Is this the face of justice in America, I ask myself. Not my America, I retort, not the America of Ann Arbor, Michigan with its ivory towers, nor the America of Brooklyn, New York where I grew up, the child of Pakistani immigrants, benefiting from the best public schools, taught to keep an open mind, to ask questions, to always think critically.

I look around at the deserted streets and the abandoned houses, my senses overwhelmed by the crushing poverty of inner-city Detroit – and I realize that I am no longer in my America. I keep walking, comfortable by now in this neighborhood, no longer anxious about my car being broken into. The death of Luqman Abdullah has given me a reason to leave my comforts and visit another world, to talk to its residents and to listen to their stories.

I see a young man, slightly younger than me, waiting for the bus on Dexter Ave. I ask him what has by now become my routine query. Yes, he answers, he knew Imam Luqman. “He used to give out food if someone was hungry,” he tells me. But Khari, 20, shocks me when he says, “I hope they lock them up in jail.” “They shot him 21 times.” I walk away in awe wondering if this, perhaps, is what they call the optimism of youth.
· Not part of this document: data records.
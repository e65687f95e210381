//! Typed client for the Telegram Bot API.
//!
//! Every API operation is a value implementing [`Request`]. A [`Bot`] sends it
//! to `https://<host>/bot<token>/<method>`, retries transient transport
//! failures according to its [`RetryPolicy`], and decodes the response
//! envelope. `ok: false` envelopes surface as [`Error::Api`].
//!
//! # Examples
//!
//! ```no_run
//! use ted_client::{Bot, SendMessage, is_message_not_modified};
//! use ted_client::proto::{ForceReply, ParseMode};
//!
//! #[tokio::main]
//! async fn main() -> Result<(), Box<dyn std::error::Error>> {
//!     // Reads TED_BOT_TOKEN (and friends) from the environment or .env
//!     let bot = Bot::from_env()?;
//!
//!     let me = bot.get_me().await?;
//!     println!("running as @{}", me.username.unwrap_or_default());
//!
//!     let request = SendMessage {
//!         parse_mode: Some(ParseMode::Html),
//!         reply_markup: Some(ForceReply::default().into()),
//!         ..SendMessage::new(123_456_789, "<b>What's your name?</b>")
//!     };
//!     match bot.call(&request).await {
//!         Ok(message) => println!("sent message {}", message.message_id),
//!         Err(err) if is_message_not_modified(&err) => {}
//!         Err(err) => return Err(err.into()),
//!     }
//!
//!     Ok(())
//! }
//! ```

mod bot;
pub mod config;
pub mod error;
pub mod requests;
mod retry;
pub mod transport;

pub use ted_proto as proto;

// Re-export main types
pub use bot::Bot;
pub use config::BotConfig;
pub use error::{ApiError, BatchError, Error, Result, is_message_not_modified};
pub use requests::{
    AnswerCallbackQuery, AnswerInlineQuery, EditMessageReplyMarkup, EditMessageText,
    EditedMessage, GetMe, GetUpdates, GetWebhookInfo, Payload, QueryParams, Request, SendMessage,
    TypedRequest,
};
pub use retry::RetryPolicy;
pub use transport::{
    HttpClient, HttpRequest, HttpResponse, ReqwestClient, TransportError, TransportErrorKind,
};
//! Processed status: the control signal for the fetch / write-back loop.

use std::fmt;

use serde::Serialize;

/// Outcome of a single Vault API call.
///
/// Status values flow through the sync loop by value; they are never raised
/// as errors.
#[derive(Debug, Clone, Copy, PartialEq, Eq, Serialize)]
#[serde(rename_all = "SCREAMING_SNAKE_CASE")]
pub enum ProcessedStatus {
    /// The call succeeded and burst budget remains.
    Success,
    /// Vault reported a non-success response, or the call never completed.
    Failure,
    /// The call succeeded but the remaining burst budget is at or below the cutoff.
    BurstBreach,
}

impl ProcessedStatus {
    /// Combine the response status and the burst-limit counter.
    ///
    /// A failed response is always `Failure`, whatever the counter says.
    /// A missing counter is not treated as throttling.
    #[must_use]
    pub fn evaluate(response_ok: bool, burst_remaining: Option<u64>, cutoff: u64) -> Self {
        if !response_ok {
            return Self::Failure;
        }
        match burst_remaining {
            Some(remaining) if remaining <= cutoff => Self::BurstBreach,
            _ => Self::Success,
        }
    }

    /// True unless the status is `Failure` or `BurstBreach`.
    #[must_use]
    pub const fn is_healthy(self) -> bool {
        matches!(self, Self::Success)
    }

    /// Wire name used in logs and response envelopes.
    #[must_use]
    pub const fn as_str(self) -> &'static str {
        match self {
            Self::Success => "SUCCESS",
            Self::Failure => "FAILURE",
            Self::BurstBreach => "BURST_BREACH",
        }
    }
}

impl fmt::Display for ProcessedStatus {
    fn fmt(&self, f: &mut fmt::Formatter<'_>) -> fmt::Result {
        f.write_str(self.as_str())
    }
}
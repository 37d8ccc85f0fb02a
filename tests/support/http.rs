use std::sync::{Arc, Mutex};

use tokio::io::{AsyncReadExt, AsyncWriteExt};
use tokio::net::TcpListener;

/// A request captured by [`CannedServer`].
#[derive(Debug, Clone)]
pub struct CapturedRequest {
    pub request_line: String,
    pub headers: Vec<(String, String)>,
    pub body: String,
}

impl CapturedRequest {
    pub fn header(&self, name: &str) -> Option<&str> {
        self.headers
            .iter()
            .find(|(key, _)| key.eq_ignore_ascii_case(name))
            .map(|(_, value)| value.as_str())
    }
}

/// A canned HTTP response.
#[derive(Debug, Clone)]
pub struct CannedResponse {
    pub status: u16,
    pub headers: Vec<(String, String)>,
    pub body: String,
}

impl CannedResponse {
    pub fn json(body: serde_json::Value) -> Self {
        Self {
            status: 200,
            headers: Vec::new(),
            body: body.to_string(),
        }
    }

    pub fn with_burst_remaining(mut self, remaining: u64) -> Self {
        self.headers.push((
            "X-VaultAPI-BurstLimitRemaining".to_string(),
            remaining.to_string(),
        ));
        self
    }

    fn render(&self) -> String {
        let mut out = format!(
            "HTTP/1.1 {} OK\r\nContent-Type: application/json\r\nContent-Length: {}\r\nConnection: close\r\n",
            self.status,
            self.body.len()
        );
        for (key, value) in &self.headers {
            out.push_str(&format!("{key}: {value}\r\n"));
        }
        out.push_str("\r\n");
        out.push_str(&self.body);
        out
    }
}

/// Loopback HTTP server answering each connection with the next canned
/// response, in order.
pub struct CannedServer {
    pub base_url: String,
    requests: Arc<Mutex<Vec<CapturedRequest>>>,
}

impl CannedServer {
    pub async fn start(responses: Vec<CannedResponse>) -> Self {
        let listener = TcpListener::bind("127.0.0.1:0").await.expect("bind");
        let addr = listener.local_addr().expect("local addr");
        let requests = Arc::new(Mutex::new(Vec::new()));
        let captured = Arc::clone(&requests);

        tokio::spawn(async move {
            for response in responses {
                let Ok((mut stream, _)) = listener.accept().await else {
                    return;
                };
                let request = read_request(&mut stream).await;
                captured.lock().expect("lock requests").push(request);
                let _ = stream.write_all(response.render().as_bytes()).await;
                let _ = stream.shutdown().await;
            }
        });

        Self {
            base_url: format!("http://{addr}/api/v24.1/"),
            requests,
        }
    }

    pub fn requests(&self) -> Vec<CapturedRequest> {
        self.requests.lock().expect("lock requests").clone()
    }
}

async fn read_request(stream: &mut tokio::net::TcpStream) -> CapturedRequest {
    let mut buffer = Vec::new();
    let mut chunk = [0u8; 4096];

    let header_end = loop {
        let read = stream.read(&mut chunk).await.unwrap_or(0);
        if read == 0 {
            break buffer.len();
        }
        buffer.extend_from_slice(&chunk[..read]);
        if let Some(pos) = find(&buffer, b"\r\n\r\n") {
            break pos + 4;
        }
    };

    let head = String::from_utf8_lossy(&buffer[..header_end]).to_string();
    let mut lines = head.split("\r\n");
    let request_line = lines.next().unwrap_or_default().to_string();
    let headers: Vec<(String, String)> = lines
        .filter_map(|line| line.split_once(':'))
        .map(|(key, value)| (key.trim().to_string(), value.trim().to_string()))
        .collect();

    let content_length = headers
        .iter()
        .find(|(key, _)| key.eq_ignore_ascii_case("content-length"))
        .and_then(|(_, value)| value.parse::<usize>().ok())
        .unwrap_or(0);

    while buffer.len() < header_end + content_length {
        let read = stream.read(&mut chunk).await.unwrap_or(0);
        if read == 0 {
            break;
        }
        buffer.extend_from_slice(&chunk[..read]);
    }

    let body_end = (header_end + content_length).min(buffer.len());
    CapturedRequest {
        request_line,
        headers,
        body: String::from_utf8_lossy(&buffer[header_end..body_end]).to_string(),
    }
}

fn find(haystack: &[u8], needle: &[u8]) -> Option<usize> {
    haystack
        .windows(needle.len())
        .position(|window| window == needle)
}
I walk back to Masjid Al-Haqq, enter from the backdoor, and climb the narrow, aging stairway that leads to the men’s prayer room. The sweet smell of incense reaches me as I behold the sight of half a dozen children running around, their fathers relaxing and catching up on gossip. I spot Omar Regan and his brother Mujahid Carswell in the corner and I head in their direction. I am intercepted by a bold and charming 8-year old, Khalid, who wants a rematch in rock-paper- scissors (in which I had soundly defeated him earlier that afternoon). I pause for a quick game, letting him win, and walk away leaving him content with his victory.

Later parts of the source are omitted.